A control unit is the subcomponent of the central processing unit (CPU) that manages all of the actions performed in this area in a computer. It is responsible for taking the various inputs from the computer, instructions and data and telling the processor what to do with them. Since the CPU is considered the brain of the computer, it is sometimes referred to as the brain within the brain. Depending on the CPUs architecture, the control unit may have varied tasks to perform.
The control unit is actually made up of several sub-components. During the hardwired days, all this wiring and circuitry formed what's known as a finite-state machine, a system having a singular purpose in directing the operations of the computer. Separate circuits were responsible for decoding and encoding instructions, while others handled logic or counting the instructions the CPU worked on. Everything happened in order, where the logic circuitry would be flipped one way or another to direct the instructions to storage.
An instruction is fetched and decoded, and then it needs to be executed in order, one after another until completion. In older CPUs, the instruction would have to go through the entire process and finish calculation before the next would begin. To speed up processing, modern CPUs use what are called pipelines, where each step is part of the pipeline. While one instruction is in the execution part of the pipeline, another is already in the decode phase, and another is being fetched. To handle all this, the control unit also needed to perform the role of a multiplexer, in that it takes multiple inputs or outputs and directs them into and out of the pipeline.
As computer CPUs continued to advance, much of this changed dramatically. The use of microcode, tiny programs that sit in special, high-speed read-only memory on the CPU, took the place of the old hardwired circuitry. These low-level programs took over the time-consuming job of physically rewiring a control unit and simplified changes to the CPU's architecture. The custom-written microprograms of the control unit, created during the CPU's design phase, are what enable the architecture of a particular type of CPU.

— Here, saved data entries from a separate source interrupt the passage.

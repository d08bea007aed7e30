//! In-process mock of the job tracker HTTP API.

use std::sync::{Arc, Mutex};

use axum::extract::{Multipart, Path, State};
use axum::http::{HeaderMap, Method, StatusCode, Uri};
use axum::response::IntoResponse;
use axum::routing::{get, patch, post};
use axum::extract::OriginalUri;
use axum::{Json, Router};
use serde_json::json;

/// Scan ID for which the mock answers 404.
pub const MISSING_SCAN: i64 = 404;

/// Size of the database file served by the mock.
pub const DB_SIZE: usize = 256 * 1024;

/// One request as seen by the mock.
#[derive(Debug, Clone)]
pub struct Call {
    pub method: Method,
    pub path: String,
    pub api_key: Option<String>,
    pub accept: Option<String>,
}

/// One multipart field received on the upload endpoint.
#[derive(Debug, Clone)]
pub struct UploadedField {
    pub name: String,
    pub file_name: Option<String>,
    pub content_type: Option<String>,
    pub len: usize,
}

#[derive(Debug, Clone, Default)]
pub struct MockTracker {
    pub calls: Arc<Mutex<Vec<Call>>>,
    pub uploads: Arc<Mutex<Vec<UploadedField>>>,
}

impl MockTracker {
    pub fn calls(&self) -> Vec<Call> {
        self.calls.lock().unwrap().clone()
    }

    pub fn paths(&self) -> Vec<String> {
        self.calls().into_iter().map(|c| c.path).collect()
    }

    fn record(&self, method: Method, uri: &Uri, headers: &HeaderMap) {
        let header = |name: &str| {
            headers
                .get(name)
                .and_then(|v| v.to_str().ok())
                .map(str::to_owned)
        };
        self.calls.lock().unwrap().push(Call {
            method,
            path: uri.path().to_string(),
            api_key: header("x-api-key"),
            accept: header("accept"),
        });
    }
}

/// Start the mock on an ephemeral port. Returns its base URL (with the
/// `/api` prefix) and a handle to the recorded traffic.
pub async fn spawn_tracker() -> (String, MockTracker) {
    let state = MockTracker::default();
    let routes = Router::new()
        .route("/scans/{id}/seqs", get(seqs))
        .route("/scans/{id}/prods/", post(upload))
        .route("/jobs/{id}/set-run", patch(ok))
        .route("/jobs/{id}/progress/increment/{n}", patch(ok))
        .route("/hmms/{id}/download", get(hmm))
        .route("/dbs/{id}/download", get(db));
    let app = Router::new()
        .nest("/api", routes)
        .with_state(state.clone());

    let listener = tokio::net::TcpListener::bind("127.0.0.1:0")
        .await
        .expect("bind mock tracker");
    let addr = listener.local_addr().expect("local addr");
    tokio::spawn(async move {
        axum::serve(listener, app).await.expect("serve mock tracker");
    });
    (format!("http://{addr}/api"), state)
}

async fn seqs(
    State(state): State<MockTracker>,
    Path(id): Path<i64>,
    method: Method,
    OriginalUri(uri): OriginalUri,
    headers: HeaderMap,
) -> impl IntoResponse {
    state.record(method, &uri, &headers);
    if id == MISSING_SCAN {
        return (StatusCode::NOT_FOUND, "scan not found").into_response();
    }
    Json(json!([
        {"id": 1, "scan_id": id, "name": "seq1", "data": "ACGTACGT"},
        {"id": 2, "scan_id": id, "name": "seq2", "data": "TTGCA"},
    ]))
    .into_response()
}

async fn ok(
    State(state): State<MockTracker>,
    method: Method,
    OriginalUri(uri): OriginalUri,
    headers: HeaderMap,
) -> impl IntoResponse {
    state.record(method, &uri, &headers);
    Json(json!({}))
}

async fn hmm(
    State(state): State<MockTracker>,
    method: Method,
    OriginalUri(uri): OriginalUri,
    headers: HeaderMap,
) -> impl IntoResponse {
    state.record(method, &uri, &headers);
    "HMMER3/f [mock]\n//\n"
}

async fn db(
    State(state): State<MockTracker>,
    method: Method,
    OriginalUri(uri): OriginalUri,
    headers: HeaderMap,
) -> impl IntoResponse {
    state.record(method, &uri, &headers);
    vec![7u8; DB_SIZE]
}

async fn upload(
    State(state): State<MockTracker>,
    Path(id): Path<i64>,
    method: Method,
    OriginalUri(uri): OriginalUri,
    headers: HeaderMap,
    mut multipart: Multipart,
) -> impl IntoResponse {
    state.record(method, &uri, &headers);
    while let Some(field) = multipart.next_field().await.expect("multipart field") {
        let name = field.name().unwrap_or_default().to_string();
        let file_name = field.file_name().map(str::to_owned);
        let content_type = field.content_type().map(str::to_owned);
        let len = field.bytes().await.expect("field bytes").len();
        state.uploads.lock().unwrap().push(UploadedField {
            name,
            file_name,
            content_type,
            len,
        });
    }
    (StatusCode::CREATED, Json(json!({"id": 1, "scan_id": id})))
}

In general, much of the control unit's responsibilities depend on the CPU architecture. Some may simply fetch, decode, coordinate the execution, and direct the output of instructions. Others may have additional responsibilities that involve translation, which may slow down the CPU. In these cases, the control unit may be further split up into succinct components, such as a separate scheduling unit, or a retirement unit that takes care of organizing and storing the results from the rithmetic logic unit (ALU).